On March
26, 1917, the plaintiff sustained severe injuries in a collision between an auto truck which he was driving, and an electric car of the defendant corporation, and has recovered a verdict for the damages sustained by him. The defendant moves for a new trial on the usual grounds.
*577The sole issue is upon the alleged negligence of those in charge of the Saco car.
Without quoting the testimony at length we may say that the evidence entirely fails to establish the charge of negligence on the part of the defendant’s employes. The testimony of the conductor, of five passengers on the Saco car, and of one White, a watchman for the Standard Oil Company, who saw the collision from the sidewalk, shows beyond question that when the plaintiff crossed from right to left behind the electric car, the truck took the inbound track and ran for a short distance along the rails, until both truck and electric car were approaching the end of the double track and the switch; that then in attempting to leave the track, the plaintiff turned his truck to the left, the rear wheels skidded upon the rails, and the truck ran diagonally across the roadway, there thirteen feet wide, striking the curb on the southerly side of the Street; then in the plaintiff’s attempts to regain control of the truck, it shot back across the street and collided with the electric car in the manner described by the motorman and other witnesses in the vestibule. The evidence is plenary that this unfortunate accident happened substantially in the manner we have stated, and that the motorman acted promptly in stopping his car upon the instant when danger became apparent.

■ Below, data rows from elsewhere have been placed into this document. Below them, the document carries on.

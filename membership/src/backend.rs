//! Seam to the external Groth16 toolchain that proves and verifies membership.
//!
//! The crate never generates proofs itself. A [`ProvingBackend`] implementation (a snarkjs
//! bridge, a native prover, a remote service) consumes the circuit artifacts and the input
//! bundle assembled by [`build_membership_inputs`].

use curve::ScalarField;
use ecdsa::{Signature, VerifyingKey};
use serde::{Deserialize, Serialize};
use std::path::PathBuf;
use tracing::{debug, info_span};

use crate::config::{ArtifactSource, MembershipConfig};
use crate::errors::Result;
use crate::inputs::{build_membership_inputs, MembershipProofInputs};

pub const WASM_FILE: &str = "pubkey_membership.wasm";
pub const ZKEY_FILE: &str = "pubkey_membership.zkey";
pub const VKEY_FILE: &str = "pubkey_membership_vkey.json";

/// A proof and the public signals it was generated against, both as the backend emits them.
#[derive(Clone, Debug, PartialEq, Serialize, Deserialize)]
#[serde(rename_all = "camelCase")]
pub struct Zkp {
    pub proof: serde_json::Value,
    pub public_signals: Vec<String>,
}

/// Location of a single artifact file.
#[derive(Clone, Debug, PartialEq, Eq, Serialize, Deserialize)]
pub enum ArtifactLocation {
    Path(PathBuf),
    Url(String),
}

impl ArtifactLocation {
    fn resolve(source: &ArtifactSource, file: &str) -> Self {
        match source {
            ArtifactSource::Local(dir) => ArtifactLocation::Path(dir.join(file)),
            ArtifactSource::Remote(base) => {
                let base = base.trim_end_matches('/');
                ArtifactLocation::Url(format!("{base}/{file}"))
            }
        }
    }
}

impl std::fmt::Display for ArtifactLocation {
    fn fmt(&self, f: &mut std::fmt::Formatter<'_>) -> std::fmt::Result {
        match self {
            ArtifactLocation::Path(path) => write!(f, "{}", path.display()),
            ArtifactLocation::Url(url) => f.write_str(url),
        }
    }
}

/// The three files of the compiled membership circuit.
#[derive(Clone, Debug, PartialEq, Eq)]
pub struct CircuitArtifacts {
    /// Witness generator.
    pub wasm: ArtifactLocation,
    /// Proving key.
    pub zkey: ArtifactLocation,
    /// Verification key.
    pub vkey: ArtifactLocation,
}

impl CircuitArtifacts {
    pub fn from_source(source: &ArtifactSource) -> Self {
        Self {
            wasm: ArtifactLocation::resolve(source, WASM_FILE),
            zkey: ArtifactLocation::resolve(source, ZKEY_FILE),
            vkey: ArtifactLocation::resolve(source, VKEY_FILE),
        }
    }
}

/// Proof generation and verification for the membership circuit.
///
/// Both calls may run for seconds; callers that need cancellation or async execution wrap
/// them on their side.
pub trait ProvingBackend {
    fn prove(&self, artifacts: &CircuitArtifacts, inputs: &MembershipProofInputs) -> Result<Zkp>;

    fn verify(&self, artifacts: &CircuitArtifacts, zkp: &Zkp) -> Result<bool>;
}

/// Assembles the circuit inputs for `public_keys[index]` and hands them to `backend`.
pub fn prove_membership<B: ProvingBackend + ?Sized>(
    backend: &B,
    config: &MembershipConfig,
    signature: &Signature,
    public_keys: &[VerifyingKey],
    index: usize,
    msg_hash: &ScalarField,
) -> Result<Zkp> {
    let inputs = build_membership_inputs(signature, public_keys, index, msg_hash, config)?;
    let artifacts = CircuitArtifacts::from_source(&config.artifacts);

    let _span = info_span!("proving", wasm = %artifacts.wasm, zkey = %artifacts.zkey).entered();
    let zkp = backend.prove(&artifacts, &inputs)?;
    debug!(public_signals = zkp.public_signals.len(), "proof generated");
    Ok(zkp)
}

pub fn verify_membership<B: ProvingBackend + ?Sized>(
    backend: &B,
    config: &MembershipConfig,
    zkp: &Zkp,
) -> Result<bool> {
    let artifacts = CircuitArtifacts::from_source(&config.artifacts);

    let _span = info_span!("verification", vkey = %artifacts.vkey).entered();
    let verified = backend.verify(&artifacts, zkp)?;
    debug!(verified, "proof checked");
    Ok(verified)
}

Very serious injuries were undoubtedly sustained by the plaintiff for which he has recovered a verdict; we are disposed to apply the most severe tests to the evidence before disturbing that verdict; but the evidence, carefully and painstakingly considered, “so strongly preponderates against the plaintiff upon points vital to the result as to amount to a moral certainty that the jury erred in the conclusion reached by them.” Smith v. Ins. Co., 85 Maine, 348; and the mandate must be: Motion sustained. Verdict set aside. New trial granted. Hinckley & Hinckley, for plaintiff. Bradley & Linnell, and William Lyons, for defendant.